Hip hop et breakdance : place aux femmes !

Dimanche dernier, j’ai eu la bonne surprise de découvrir Karim Ghajji, champion de breakdance et de boxe, dans l’émission Stade 2. Mon seul regret ? N’avoir vu que des danseurs, aucune danseuse !

Or, les Françaises brillent sur la piste de danse ! En témoigne le duo B-Girls constitué de Marion et d’Aliya. Elles ont représenté la France il y a quinze jours à Montpellier au Braun Battle of the year. Cette compétition est considérée comme les championnats du monde de hip hop. Elles ont perdu en finale contre les Japonaises. Cette deuxième place est une belle performance, dans la lignée de leur titre de championnes de France cette année.

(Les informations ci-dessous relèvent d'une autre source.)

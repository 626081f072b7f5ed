use std::cell::{Cell, RefCell};
use std::cmp;
use std::collections::BTreeMap;
use std::mem;
use std::net::SocketAddrV6;
use std::rc::Rc;
use std::sync::Arc;

use bytes::{Bytes, BytesMut};
use rand::rngs::OsRng;
use rustls;
use slog::Logger;

use crypto::{self, Crypto, EncryptionLevel, TlsSession, TokenKey};
use endpoint::Config;
use flow::{FlowControl, FrameSender, NoopFlowControl, SendDecision};
use frame::{self, Frame};
use packet::{
    set_payload_length, ConnectionId, Header, LongType, Packet, PacketNumber, PartialDecode,
    AEAD_TAG_SIZE,
};
use range_set::RangeSet;
use stream::{Assembler, StreamListener, StreamManager};
use transport_parameters::TransportParameters;
use {Directionality, Side, StreamId, TransportError, MAX_CID_SIZE, MIN_INITIAL_SIZE};

/// First packet number assigned in each send direction.
const INITIAL_PACKET_NUMBER: u64 = 1;

/// Ensures all pending ACKs always fit in a single minimum-MTU packet.
const MAX_ACK_BLOCKS: usize = 64;

/// Largest CRYPTO chunk placed in a single packet.
const MAX_CRYPTO_CHUNK: usize = 1024;

/// Transmits encrypted datagrams on behalf of one or more connections.
///
/// Implementations must tolerate concurrent sends if shared between
/// connections; a single connection itself never is.
pub trait PacketSender {
    fn send(&mut self, destination: SocketAddrV6, packet: Box<[u8]>) -> Completion;
    fn destroy(&mut self) -> Completion;
}

/// One-shot completion handle for an asynchronous operation.
#[derive(Clone)]
pub struct Completion(Rc<Cell<bool>>);

impl Completion {
    /// An already-completed handle, for synchronous senders.
    pub fn ready() -> Self {
        Completion(Rc::new(Cell::new(true)))
    }

    pub fn pending() -> (Completion, Signal) {
        let state = Rc::new(Cell::new(false));
        (Completion(state.clone()), Signal(state))
    }

    pub fn is_complete(&self) -> bool {
        self.0.get()
    }
}

/// Completes the `Completion` it was created with.
pub struct Signal(Rc<Cell<bool>>);

impl Signal {
    pub fn complete(self) {
        self.0.set(true);
    }
}

/// One-shot handle resolving when the handshake reaches Ready, or failing
/// with the reason the connection closed first.
#[derive(Clone, Debug)]
pub struct HandshakeHandle(Rc<RefCell<Option<Result<(), ConnectionError>>>>);

impl HandshakeHandle {
    pub fn poll(&self) -> Option<Result<(), ConnectionError>> {
        self.0.borrow().clone()
    }
}

#[derive(Debug, Copy, Clone, Eq, PartialEq)]
pub enum ClientState {
    BeforeInitial,
    BeforeHello,
    BeforeHandshake,
    Ready,
    Closing,
    Closed,
}

#[derive(Debug, Copy, Clone, Eq, PartialEq)]
pub enum ServerState {
    Started,
    BeforeReady,
    Ready,
    Closing,
    Closed,
}

#[derive(Debug, Copy, Clone, Eq, PartialEq)]
pub enum State {
    Client(ClientState),
    Server(ServerState),
}

impl State {
    pub fn is_ready(&self) -> bool {
        match *self {
            State::Client(ClientState::Ready) | State::Server(ServerState::Ready) => true,
            _ => false,
        }
    }

    /// Whether the connection refuses further sends.
    pub fn is_closed(&self) -> bool {
        match *self {
            State::Client(ClientState::Closing)
            | State::Client(ClientState::Closed)
            | State::Server(ServerState::Closing)
            | State::Server(ServerState::Closed) => true,
            _ => false,
        }
    }
}

/// Reasons why a connection was lost.
#[derive(Debug, Clone, Fail)]
pub enum ConnectionError {
    /// The peer doesn't implement the supported version.
    #[fail(display = "peer doesn't implement any supported version")]
    VersionMismatch,
    /// The connection was closed for a transport-level error, locally
    /// detected or reported by the peer.
    #[fail(display = "{}", error_code)]
    TransportError { error_code: TransportError },
    /// The peer's QUIC stack aborted the connection.
    #[fail(display = "aborted by peer: {}", reason)]
    ConnectionClosed { reason: frame::ConnectionClose },
    /// The peer's application closed the connection.
    #[fail(display = "closed by peer application: {}", reason)]
    ApplicationClosed { reason: frame::ApplicationClose },
    /// The peer has become unreachable.
    #[fail(display = "timed out")]
    TimedOut,
}

impl From<TransportError> for ConnectionError {
    fn from(error_code: TransportError) -> Self {
        ConnectionError::TransportError { error_code }
    }
}

/// Returned by operations invoked in a state that does not permit them.
#[derive(Debug, Clone, Copy, Eq, PartialEq, Fail)]
#[fail(display = "operation not allowed in the current connection state")]
pub struct InvalidState;

/// Client-side connection parameters.
#[derive(Clone)]
pub struct ClientConfig {
    pub server_name: String,
    pub tls_config: Arc<rustls::ClientConfig>,
}

impl ClientConfig {
    pub fn new(
        server_name: &str,
        validator: Arc<dyn crypto::CertificateValidator>,
    ) -> Result<Self, crypto::TLSError> {
        Ok(ClientConfig {
            server_name: server_name.into(),
            tls_config: Arc::new(crypto::build_client_config(validator)?),
        })
    }
}

/// A packet retained until acknowledged.
struct SentPacket {
    time: u64,
    level: EncryptionLevel,
    /// Frames to re-emit if the packet is declared lost; ACK-only packets
    /// hold nothing
    frames: Vec<Frame>,
}

/// Retains sent packets for retransmission and received packet numbers for
/// ACK synthesis, per encryption level.
struct PacketBuffer {
    sent: BTreeMap<u64, SentPacket>,
    received: [RangeSet; 3],
    largest_acked: u64,
}

impl PacketBuffer {
    fn new() -> Self {
        PacketBuffer {
            sent: BTreeMap::new(),
            received: [RangeSet::new(), RangeSet::new(), RangeSet::new()],
            largest_acked: 0,
        }
    }

    fn on_packet_sent(
        &mut self,
        number: u64,
        level: EncryptionLevel,
        frames: Vec<Frame>,
        time: u64,
    ) {
        self.sent.insert(
            number,
            SentPacket {
                time,
                level,
                frames,
            },
        );
    }

    /// Record a received packet number. Re-receipt is a no-op.
    fn on_packet_received(&mut self, level: EncryptionLevel, number: u64) -> bool {
        let set = &mut self.received[level.index()];
        let fresh = set.insert_one(number);
        if set.len() > MAX_ACK_BLOCKS {
            set.pop_min();
        }
        fresh
    }

    fn has_acks(&self, level: EncryptionLevel) -> bool {
        !self.received[level.index()].is_empty()
    }

    /// Drain the received set for inclusion in an outgoing ACK.
    fn take_acks(&mut self, level: EncryptionLevel) -> RangeSet {
        mem::replace(&mut self.received[level.index()], RangeSet::new())
    }

    /// Everything at or below the largest acknowledged number is delivered.
    fn on_ack_received(&mut self, ack: &frame::Ack) {
        self.largest_acked = cmp::max(self.largest_acked, ack.largest);
        let delivered = self
            .sent
            .range(..=self.largest_acked)
            .map(|(&n, _)| n)
            .collect::<Vec<_>>();
        for number in delivered {
            self.sent.remove(&number);
        }
    }

    /// Remove packets sent before `cutoff` and collect their frames for
    /// re-emission.
    fn take_unacked_sent_before(&mut self, cutoff: u64) -> Vec<Frame> {
        let stale = self
            .sent
            .iter()
            .filter(|&(_, info)| info.time < cutoff && !info.frames.is_empty())
            .map(|(&n, _)| n)
            .collect::<Vec<_>>();
        let mut frames = Vec::new();
        for number in stale {
            frames.extend(self.sent.remove(&number).unwrap().frames);
        }
        frames
    }

    /// Handshake completion renders Initial/Handshake packets moot.
    fn retire_handshake(&mut self) {
        let stale = self
            .sent
            .iter()
            .filter(|&(_, info)| info.level != EncryptionLevel::OneRtt)
            .map(|(&n, _)| n)
            .collect::<Vec<_>>();
        for number in stale {
            self.sent.remove(&number);
        }
        self.received[EncryptionLevel::Initial.index()] = RangeSet::new();
        self.received[EncryptionLevel::Handshake.index()] = RangeSet::new();
    }
}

Découvrez le témoignage d’Aliya, 30 ans, infirmière à Perpignan.

« J’ai d’abord fait de la danse contemporaine pendant 10 ans, avant de me mettre au hip hop un peu par hasard lors de mes études à Bruxelles. Cela fait huit ans que je m’entraîne avec Marion, et trois ans que nous faisons vraiment des compétitions. J’aime le hip hop car ce sport allie danse et musique. On peut aussi faire des performances en équipe ce qui est très sympa. On s’entraîne trois à quatre fois par semaine, environ 3h à chaque fois, et tous les jours en période de compétitions. Cela reste une pratique en loisirs, donc c’est parfois un peu dur à conjuguer avec la vie professionnelle et personnelle. Cela demande des concessions, mais nous sommes ravies que cela paie cette année, c’est vraiment notre année !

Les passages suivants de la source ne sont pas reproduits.